### To do:
Restate every record exactly, with nothing skipped.

Start of Block

//! Configuration values for change detection and scenario testing.
//!
//! Environment variables are read once at the process boundary (the CLI)
//! and handed to the library as explicit values. Nothing in the library
//! reads the environment on its own.

use std::path::PathBuf;

/// Environment variable naming the revision to compare against.
pub const COMPARED_BRANCH_ENV: &str = "COMPARED_BRANCH";

/// Environment variable naming the revision under test.
pub const COMMIT_SHA_ENV: &str = "CI_COMMIT_SHA";

/// Default origin revision.
pub const DEFAULT_ORIGIN: &str = "main";

/// Default current revision.
pub const DEFAULT_CURRENT: &str = "HEAD";

/// Default scenario test program.
pub const DEFAULT_SCENARIO_PROGRAM: &str = "molecule";

/// Arguments placed before the role name by default.
pub const DEFAULT_SCENARIO_ARGS: [&str; 2] = ["test", "--scenario-name"];

/// Directories watched for changes when none are given.
pub const DEFAULT_PARENTS: [&str; 2] = ["molecule", "roles"];

/// Returns [`DEFAULT_PARENTS`] as owned paths.
#[must_use]
pub fn default_parents() -> Vec<PathBuf> {
    DEFAULT_PARENTS.iter().map(PathBuf::from).collect()
}

/// The two revisions whose difference drives change detection.
///
/// # Examples
///
/// ```
/// use rolekit::ChangeRange;
///
/// let range = ChangeRange::new("origin/main", "abc123");
/// assert_eq!(range.origin, "origin/main");
/// assert_eq!(range.current, "abc123");
///
/// let range = ChangeRange::default();
/// assert_eq!(range.origin, "main");
/// assert_eq!(range.current, "HEAD");
/// ```
#[derive(Debug, Clone, PartialEq, Eq)]
pub struct ChangeRange {
    /// Revision compared against (usually the target branch).
    pub origin: String,
    /// Revision under test (usually the pipeline commit).
    pub current: String,
}

impl ChangeRange {
    /// Creates a range from explicit revisions.
    pub fn new(origin: impl Into<String>, current: impl Into<String>) -> Self {
        Self {
            origin: origin.into(),
            current: current.into(),
        }
    }
}

impl Default for ChangeRange {
    fn default() -> Self {
        Self::new(DEFAULT_ORIGIN, DEFAULT_CURRENT)
    }
}

/// The external scenario test command, run once per role.
///
/// # Examples
///
/// ```
/// use rolekit::ScenarioCommand;
///
/// let cmd = ScenarioCommand::default();
/// assert_eq!(cmd.program, "molecule");
/// assert_eq!(cmd.args_for("nginx"), vec!["test", "--scenario-name", "nginx"]);
/// ```
#[derive(Debug, Clone, PartialEq, Eq)]
pub struct ScenarioCommand {
    /// Program to execute.
    pub program: String,
    /// Arguments placed before the role name.
    pub args: Vec<String>,
}

impl ScenarioCommand {
    /// Creates a scenario command running `program test --scenario-name`.
    pub fn new(program: impl Into<String>) -> Self {
        Self {
            program: program.into(),
            args: DEFAULT_SCENARIO_ARGS.iter().map(|a| (*a).to_string()).collect(),
        }
    }

    /// Arguments that run the scenario named after `role`.
    #[must_use]
    pub fn args_for(&self, role: &str) -> Vec<String> {
        let mut args = self.args.clone();
        args.push(role.to_string());
        args
    }
}

impl Default for ScenarioCommand {
    fn default() -> Self {
        Self::new(DEFAULT_SCENARIO_PROGRAM)
    }
}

End of Block

### Reply to the task:
//! Configuration values for change detection and scenario testing.
//!
//! Environment variables are read once at the process boundary (the CLI)
//! and handed to the library as explicit values. Nothing in the library
//! reads the environment on its own.

use std::path::PathBuf;

/// Environment variable naming the revision to compare against.
pub const COMPARED_BRANCH_ENV: &str = "COMPARED_BRANCH";

/// Environment variable naming the revision under test.
pub const COMMIT_SHA_ENV: &str = "CI_COMMIT_SHA";

/// Default origin revision.
pub const DEFAULT_ORIGIN: &str = "main";

/// Default current revision.
pub const DEFAULT_CURRENT: &str = "HEAD";

/// Default scenario test program.
pub const DEFAULT_SCENARIO_PROGRAM: &str = "molecule";

/// Arguments placed before the role name by default.
pub const DEFAULT_SCENARIO_ARGS: [&str; 2] = ["test", "--scenario-name"];

/// Directories watched for changes when none are given.
pub const DEFAULT_PARENTS: [&str; 2] = ["molecule", "roles"];

/// Returns [`DEFAULT_PARENTS`] as owned paths.
#[must_use]
pub fn default_parents() -> Vec<PathBuf> {
    DEFAULT_PARENTS.iter().map(PathBuf::from).collect()
}

/// The two revisions whose difference drives change detection.
///
/// # Examples
///
/// ```
/// use rolekit::ChangeRange;
///
/// let range = ChangeRange::new("origin/main", "abc123");
/// assert_eq!(range.origin, "origin/main");
/// assert_eq!(range.current, "abc123");
///
/// let range = ChangeRange::default();
/// assert_eq!(range.origin, "main");
/// assert_eq!(range.current, "HEAD");
/// ```
#[derive(Debug, Clone, PartialEq, Eq)]
pub struct ChangeRange {
    /// Revision compared against (usually the target branch).
    pub origin: String,
    /// Revision under test (usually the pipeline commit).
    pub current: String,
}

impl ChangeRange {
    /// Creates a range from explicit revisions.
    pub fn new(origin: impl Into<String>, current: impl Into<String>) -> Self {
        Self {
            origin: origin.into(),
            current: current.into(),
        }
    }
}

impl Default for ChangeRange {
    fn default() -> Self {
        Self::new(DEFAULT_ORIGIN, DEFAULT_CURRENT)
    }
}

/// The external scenario test command, run once per role.
///
/// # Examples
///
/// ```
/// use rolekit::ScenarioCommand;
///
/// let cmd = ScenarioCommand::default();
/// assert_eq!(cmd.program, "molecule");
/// assert_eq!(cmd.args_for("nginx"), vec!["test", "--scenario-name", "nginx"]);
/// ```
#[derive(Debug, Clone, PartialEq, Eq)]
pub struct ScenarioCommand {
    /// Program to execute.
    pub program: String,
    /// Arguments placed before the role name.
    pub args: Vec<String>,
}

impl ScenarioCommand {
    /// Creates a scenario command running `program test --scenario-name`.
    pub fn new(program: impl Into<String>) -> Self {
        Self {
            program: program.into(),
            args: DEFAULT_SCENARIO_ARGS.iter().map(|a| (*a).to_string()).collect(),
        }
    }

    /// Arguments that run the scenario named after `role`.
    #[must_use]
    pub fn args_for(&self, role: &str) -> Vec<String> {
        let mut args = self.args.clone();
        args.push(role.to_string());
        args
    }
}

impl Default for ScenarioCommand {
    fn default() -> Self {
        Self::new(DEFAULT_SCENARIO_PROGRAM)
    }
}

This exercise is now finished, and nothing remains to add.